Many cyberprotesters use the third weapon in the hacktivists’ arsenal: web hacking and computer break-ins. This arsenal consists of hacker tools which use many technologies, the major ones being: packet sniffing, tempest attack, password cracking and buffer overflow. This type of activity is growing vastly. Denning notes that the Computer Emergency Response Team Coordination Center (CERT/CC) reported 2,134 cases of computer break-ins and hacks in 1997. The number of incidents rose to 21,756 in 2000 and to almost 35,000 during the first three quarters of 2001 alone.(Denning 2001.) It must be noted that these numbers include both hacktivist and other hacking – non-politically motivated such as cyber crime - incidents. It is also probable that all incidents are not reported to any organisation or center for various reasons. Hackers and hacker groups assist hactivists. For example a hacker called ‘Zyklon’ member of hacker group gLobaLheLL hacked the firewall system in China and offered unrestricted access to internet users in China for brief time (Farley 1999.). It is though not clear whether he did it because of personal interest or was he requested by some hacktivist group.

The fourth category of hacktivist weaponry comprises viruses and worms, both of which are forms of malicious code that can infect computers and are normally designed to propagate over computer networks. The number of known viruses and worms is astronomical and no one knows the exact amount. Estimate (year 2000) was about 53 000 worms and viruses in the world (http://www.securitystats.com/virusstats.html). Partly because of the great amount their impact can be enormous. The huge amount of viruses leads to inevitable situation when a single worm finds the weak spot(s) of millions of computers. In the year 2001 The Code Red worm infected about a million servers and caused $2.6 billion in damage to computer hardware, software, and networks (Moore, Shannon & Brown 2002). Another example of wide spread viruses is the I LOVE YOU virus which affected more than twenty million Internet users and caused billions of dollars in damage in the beginning of this millennium. In these two cases virus was spread without any political goals. This might indicate that virus launchers were malicious hackers and not hacktivists. Some computer viruses, worms and trojans have been used to propagate political messages and cause serious damage. During the NATO operation to evict Serbian forces from Kosovo, businesses, public entities, and academic institutes in NATO member-states received virus containing e-mails from a range of Eastern European countries. The e-mail messages, which had been poorly translated into English, consisted of statements against NATO and NATO presence in Kosovo. But the real threat was from the viruses, which were attached to the emails. This was an instance of cyberwarfare – not hacktivism - launched by Serbian hacktivists against the economic infrastructure of NATO countries. This incident also demonstrates the thin line between hacktivism and cyberwar." (http://extreme.ajatukseni.net/2009/11/12/political-activism-hacktivism/)


What is Hacktivism?

From What is Hacktivism, a paper by Metac0m, 2003:

"Hacktivism is the fusion of hacking and activism; politics and technology. More specifically, hacktivism is described as hacking for a political cause. In this context, the term hacker is used in reference to its original meaning. As defined in the New Hacker's Dictionary, a hacker is "a person who enjoys exploring the details of programmable systems and how to stretch their capabilities" and one who is capable of "creatively overcoming or circumventing limitations".
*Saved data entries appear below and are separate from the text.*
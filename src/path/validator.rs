// file: src/path/validator.rs
// description: tool-facing address validation with corrected-example guidance
// reference: input validation patterns

use crate::error::NavigatorError;
use crate::path::reference::PathReference;
use crate::registry::RepositoryRegistry;
use serde::Serialize;

/// Outcome of [`validate`]. Failures are values so tool handlers can hand the message
/// straight back to the caller.
#[derive(Debug, Clone, Serialize)]
#[serde(rename_all = "camelCase")]
pub struct ValidationResult {
    pub is_valid: bool,
    #[serde(skip_serializing_if = "Option::is_none")]
    pub error_message: Option<String>,
    #[serde(skip)]
    pub reference: Option<PathReference>,
}

impl ValidationResult {
    fn valid(reference: PathReference) -> Self {
        Self {
            is_valid: true,
            error_message: None,
            reference: Some(reference),
        }
    }

    fn invalid(message: String) -> Self {
        Self {
            is_valid: false,
            error_message: Some(message),
            reference: None,
        }
    }
}

/// Accepts only absolute addresses (`/<repo>/<path>`) naming a registered repository and
/// staying inside it.
pub fn validate(address: &str, repositories: &RepositoryRegistry) -> ValidationResult {
    let reference = match PathReference::parse(address) {
        Ok(reference) => reference,
        Err(err) => {
            let example = format_error_example(address);
            return ValidationResult::invalid(format!("{}. Try '{}'.", err, example));
        }
    };

    if !reference.is_absolute() {
        let example = reference.to_absolute(repositories.default_id());
        return ValidationResult::invalid(format!(
            "Path '{}' must be absolute and start with '/<repository>/'. Try '{}'.",
            address, example
        ));
    }

    let repo_id = reference.repo_id().unwrap_or_default();
    if !repositories.contains(repo_id) {
        let err = NavigatorError::UnknownRepository {
            repo_id: repo_id.to_string(),
            available: repositories.ids(),
        };
        let suggestion = repositories
            .ids()
            .into_iter()
            .next()
            .unwrap_or_else(|| "<repository>".to_string());
        return ValidationResult::invalid(format!(
            "{}. Try '/{}/{}'.",
            err,
            suggestion,
            reference.relative_path()
        ));
    }

    if escapes_root(reference.relative_path()) {
        let cleaned: Vec<&str> = reference
            .relative_path()
            .split('/')
            .filter(|segment| !segment.is_empty() && *segment != "." && *segment != "..")
            .collect();
        return ValidationResult::invalid(format!(
            "Path '{}' escapes the repository root. Try '/{}/{}'.",
            address,
            repo_id,
            cleaned.join("/")
        ));
    }

    ValidationResult::valid(reference)
}

/// True when `..` segments climb above the start of `relative`, or when an empty segment
/// (a leading or doubled `/`) would make the joined path absolute. A single trailing `/`
/// is allowed.
fn escapes_root(relative: &str) -> bool {
    let segments: Vec<&str> = relative.split('/').collect();
    let last = segments.len() - 1;

    let mut depth: i32 = 0;
    for (index, segment) in segments.into_iter().enumerate() {
        match segment {
            "" if index == last => {}
            "" => return true,
            "." => {}
            ".." => {
                depth -= 1;
                if depth < 0 {
                    return true;
                }
            }
            _ => depth += 1,
        }
    }
    false
}

fn format_error_example(address: &str) -> String {
    if let Some((repo_id, rest)) = address.split_once("://") {
        let repo_id = repo_id.trim_matches('/');
        let rest = rest.trim_matches('/');
        let repo_id = if repo_id.is_empty() { "<repository>" } else { repo_id };
        let rest = if rest.is_empty() { "<path>" } else { rest };
        return format!("/{}/{}", repo_id, rest);
    }
    let trimmed = address.trim_matches('/');
    if trimmed.is_empty() {
        return "/<repository>/<path>".to_string();
    }
    format!("/{}/<path>", trimmed)
}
(1) Activism is defined as "a policy of taking direct and militant action to achieve a political or social goal".

(2) Therefore, a clinical definition of hacktivism is: Hacktivism: a policy of hacking, phreaking or creating technology to achieve a political or social goal.

However, both hacking and activism, and thus hacktivism, are loaded words ripe for a variety of interpretation.
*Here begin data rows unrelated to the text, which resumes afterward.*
// file: src/detection/language.rs
// description: primary language detection by file extension frequency
// reference: https://docs.rs/walkdir

use crate::detection::rules::DetectionRules;
use std::collections::BTreeMap;
use std::path::Path;
use tracing::debug;
use walkdir::{DirEntry, WalkDir};

pub const UNKNOWN_LANGUAGE: &str = "unknown";

pub struct LanguageDetector<'a> {
    rules: &'a DetectionRules,
}

impl<'a> LanguageDetector<'a> {
    pub fn new(rules: &'a DetectionRules) -> Self {
        Self { rules }
    }

    /// Most frequent language under `dir`. Ties go to the lexicographically smallest
    /// language name.
    pub fn detect(&self, dir: &Path) -> String {
        let counts = self.count(dir);

        let language = counts
            .iter()
            .max_by(|a, b| a.1.cmp(b.1).then_with(|| b.0.cmp(a.0)))
            .map(|(language, _)| language.clone())
            .unwrap_or_else(|| UNKNOWN_LANGUAGE.to_string());

        debug!("Language of {}: {} ({:?})", dir.display(), language, counts);
        language
    }

    /// File counts per language, skipping ignored directories.
    pub fn count(&self, dir: &Path) -> BTreeMap<String, usize> {
        let mut counts = BTreeMap::new();

        for entry in WalkDir::new(dir)
            .follow_links(false)
            .into_iter()
            .filter_entry(|e| !self.is_ignored(e))
            .filter_map(|e| e.ok())
        {
            if !entry.file_type().is_file() {
                continue;
            }

            let Some(extension) = entry.path().extension().and_then(|e| e.to_str()) else {
                continue;
            };

            if let Some(language) = self.rules.language_for_extension(extension) {
                *counts.entry(language.to_string()).or_insert(0) += 1;
            }
        }

        counts
    }

    fn is_ignored(&self, entry: &DirEntry) -> bool {
        entry.depth() > 0
            && entry.file_type().is_dir()
            && entry
                .file_name()
                .to_str()
                .is_some_and(|name| self.rules.is_ignored_dir(name))
    }
}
Therefore it is preferable not to clinically define hacktivism but rather to describe the spirit of hacktivism.

Hacktivism is root. It is the use of one's collective or individual ingenuity to circumvent limitations, to hack clever solutions to complex problems using computer and Internet technology. Hacktivism is a continually evolving and open process; its tactics and methodology are not static. In this sense no one owns hacktivism - it has no prophet, no gospel and no canonized literature." (http://www.thehacktivist.com/whatishacktivism.pdf)

Details on Political Hacking Groups

Jarkko Moilanen:

"Hacker groups also use cell-like temporarily formed coalitions. Furthermore single hacker groups are normally small and tight-knit. Compared to conventional terrorist groups the difference is that hacker cells are not ’sleeping cells’ waiting for an order from the top. Hacker cells might be inactive for quite long time but they don’t have a shared ideology under which they fight. Reason for hacker groups to join with each other is often a single event in world politics for example human rights violations or environmental issues, which fits their own personal or group’s agenda. A well-known cracker Herbless describes his personal motivations and actions to be “[...]a form of non-violent yet public protest about things that I feel are wrong[...]”(Knight 2000). Commonly hackers are associated to computers and networks of computers, but this might be too narrow view. Hacker who uses alias (or handle) Pork-Chop defined hacker to be “[...]someone who finds a system - not a computer system, necessarily, any system, maybe a social system or a political system - and figures it out to maybe change it for the better.”(Evans 2004) The interesting point of view in this statement is the reference to political systems as well as computer systems. In the following I will describe some examples of different political hacker groups and their activity.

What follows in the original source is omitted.